The man had changed, too. The pride was less defensive rashness, more quiet grace, and the anger it covered was tempered, too, into a patient and hidden thing, not often invoked, terrible when it was. The man he was now knew the power in how he was seen, wasn’t above using it.

Where previously he’d given his name heedlessly, to anyone who would listen, now he used it like a weapon, carefully withheld and granted and timed, because it meant something now, to be Gawain. 

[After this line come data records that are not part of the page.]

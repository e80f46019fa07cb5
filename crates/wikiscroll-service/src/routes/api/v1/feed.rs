use axum::{
    extract::{Json, Path, State},
    http::StatusCode,
    response::Json as ResponseJson,
};
use serde::{Deserialize, Serialize};
use std::sync::Arc;
use tracing::{debug, info, instrument, warn};
use uuid::Uuid;

use crate::AppState;
use crate::auth::Identity;
use crate::errors::ApiError;
use crate::feed::{AdLayout, AdPlacement, FeedItem, FeedSession, LoadOutcome, spawn_prefetcher};
use crate::repositories::{ClientStateStore, ProfileRepository};
use crate::tracking::{self, AdOutcome, HiddenItem, TrackOutcome, VisibleItem};
use crate::validation::validate_preferred_categories;

#[derive(Debug, Default, Deserialize)]
pub(super) struct OpenSessionRequest {
    /// Overrides the profile's preferred categories.
    categories: Option<Vec<String>>,
}

#[derive(Debug, Deserialize)]
pub(super) struct ImpressionRequest {
    outcome: AdOutcome,
}

#[derive(Debug, Serialize)]
pub(super) struct SessionView {
    id: String,
    position: usize,
    remaining: usize,
    loading: bool,
    post_count: usize,
    preferred_categories: Vec<String>,
    items: Vec<FeedItem>,
}

#[derive(Debug, Serialize)]
pub(super) struct LoadMoreResponse {
    #[serde(flatten)]
    outcome: LoadOutcome,
    post_count: usize,
    remaining: usize,
}

fn session_view<S: AppState>(state: &S, session: &FeedSession) -> SessionView {
    let layout = AdLayout::resolve(&state.config().ads, state.ads(), AdPlacement::Feed);
    let posts = session.posts();
    SessionView {
        id: session.id.clone(),
        position: session.position(),
        remaining: session.remaining(layout.frequency, layout.ads.len()),
        loading: session.is_loading(),
        post_count: posts.len(),
        preferred_categories: session.preferred_categories().to_vec(),
        items: layout.interleave(&posts),
    }
}

/// Looks up a session the caller may use. Sessions opened by a signed-in user
/// are not visible to anyone else.
fn find_session<S: AppState>(
    state: &S,
    identity: &Identity,
    id: &str,
) -> Result<Arc<FeedSession>, ApiError> {
    let session = state.sessions().get(id).ok_or(ApiError::NotFound)?;
    match session.user_id.as_deref() {
        Some(owner) if identity.user_id.as_deref() != Some(owner) => {
            debug!("Session belongs to another user");
            Err(ApiError::NotFound)
        }
        _ => Ok(session),
    }
}

#[instrument(skip_all, fields(user_id = ?identity.user_id, device_id = ?identity.device_id))]
pub(super) async fn open_session<S: AppState>(
    State(state): State<S>,
    identity: Identity,
    payload: Option<Json<OpenSessionRequest>>,
) -> Result<(StatusCode, ResponseJson<SessionView>), ApiError> {
    let request = payload.map(|Json(p)| p).unwrap_or_default();
    let id = Uuid::new_v4().to_string();

    let preferred = match (request.categories, identity.user_id.as_deref()) {
        (Some(categories), _) => validate_preferred_categories(&categories)?,
        (None, Some(user_id)) => state
            .profile_repo()
            .find(user_id)
            .await?
            .map(|profile| profile.preferred_categories)
            .unwrap_or_default(),
        (None, None) => Vec::new(),
    };

    // Without any identity the session has no durable state of its own.
    let owner_key = identity
        .owner_key()
        .map(str::to_string)
        .unwrap_or_else(|| format!("session:{id}"));
    let viewed = match state.client_state().viewed_post_ids(&owner_key).await {
        Ok(ids) => ids,
        Err(err) => {
            warn!(error = %err, "Could not read viewed posts, starting empty");
            Vec::new()
        }
    };

    let session = Arc::new(FeedSession::new(
        id,
        owner_key,
        identity.user_id.clone(),
        preferred,
        viewed,
        state.clock().now(),
    ));
    state.sessions().insert(session.clone());

    let outcome = state.feed().load_more(&session).await;
    spawn_prefetcher(state.clone(), &session);
    info!(session_id = %session.id, ?outcome, "Opened feed session");

    Ok((StatusCode::CREATED, ResponseJson(session_view(&state, &session))))
}

#[instrument(skip_all, fields(session_id = %id))]
pub(super) async fn get_session<S: AppState>(
    State(state): State<S>,
    identity: Identity,
    Path(id): Path<String>,
) -> Result<ResponseJson<SessionView>, ApiError> {
    let session = find_session(&state, &identity, &id)?;
    session.touch(state.clock().now());
    Ok(ResponseJson(session_view(&state, &session)))
}

#[instrument(skip_all, fields(session_id = %id))]
pub(super) async fn close_session<S: AppState>(
    State(state): State<S>,
    identity: Identity,
    Path(id): Path<String>,
) -> Result<StatusCode, ApiError> {
    find_session(&state, &identity, &id)?;
    state.sessions().remove(&id);
    info!("Closed feed session");
    Ok(StatusCode::NO_CONTENT)
}

#[instrument(skip_all, fields(session_id = %id))]
pub(super) async fn load_more<S: AppState>(
    State(state): State<S>,
    identity: Identity,
    Path(id): Path<String>,
) -> Result<ResponseJson<LoadMoreResponse>, ApiError> {
    let session = find_session(&state, &identity, &id)?;
    session.touch(state.clock().now());
    let outcome = state.feed().load_more(&session).await;

    let layout = AdLayout::resolve(&state.config().ads, state.ads(), AdPlacement::Feed);
    Ok(ResponseJson(LoadMoreResponse {
        outcome,
        post_count: session.post_count(),
        remaining: session.remaining(layout.frequency, layout.ads.len()),
    }))
}

pub(super) async fn item_visible<S: AppState>(
    State(state): State<S>,
    identity: Identity,
    Path((id, position)): Path<(String, usize)>,
) -> Result<ResponseJson<VisibleItem>, ApiError> {
    let session = find_session(&state, &identity, &id)?;
    let visible = tracking::mark_visible(&state, &session, position).await?;
    Ok(ResponseJson(visible))
}

pub(super) async fn item_viewed<S: AppState>(
    State(state): State<S>,
    identity: Identity,
    Path((id, position)): Path<(String, usize)>,
) -> Result<ResponseJson<TrackOutcome>, ApiError> {
    let session = find_session(&state, &identity, &id)?;
    let outcome = tracking::record_post_view(&state, &session, position).await?;
    Ok(ResponseJson(outcome))
}

pub(super) async fn item_impression<S: AppState>(
    State(state): State<S>,
    identity: Identity,
    Path((id, position)): Path<(String, usize)>,
    Json(payload): Json<ImpressionRequest>,
) -> Result<ResponseJson<TrackOutcome>, ApiError> {
    let session = find_session(&state, &identity, &id)?;
    let outcome =
        tracking::record_ad_impression(&state, &session, position, payload.outcome).await?;
    Ok(ResponseJson(outcome))
}

pub(super) async fn item_hidden<S: AppState>(
    State(state): State<S>,
    identity: Identity,
    Path((id, position)): Path<(String, usize)>,
) -> Result<ResponseJson<HiddenItem>, ApiError> {
    let session = find_session(&state, &identity, &id)?;
    let hidden = tracking::mark_hidden(&state, &session, position).await?;
    Ok(ResponseJson(hidden))
}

Around this time two other people who were Brothers arrived. One smiled frequently, spoke quietly. The other never smiled and spoke only to criticise. Both burned with bitter resentment that Gawain pretended not to see. When the first rode out, they followed. The second did not ride out, except in the dead of night, and came back only to sideways glances and poorly concealed chuckling. This one's name was Agravaine, and Gringolet did not see him very often.

The other was Owain, whom he saw frequently, for Gawain would often accompany him, sometimes by request and sometimes not.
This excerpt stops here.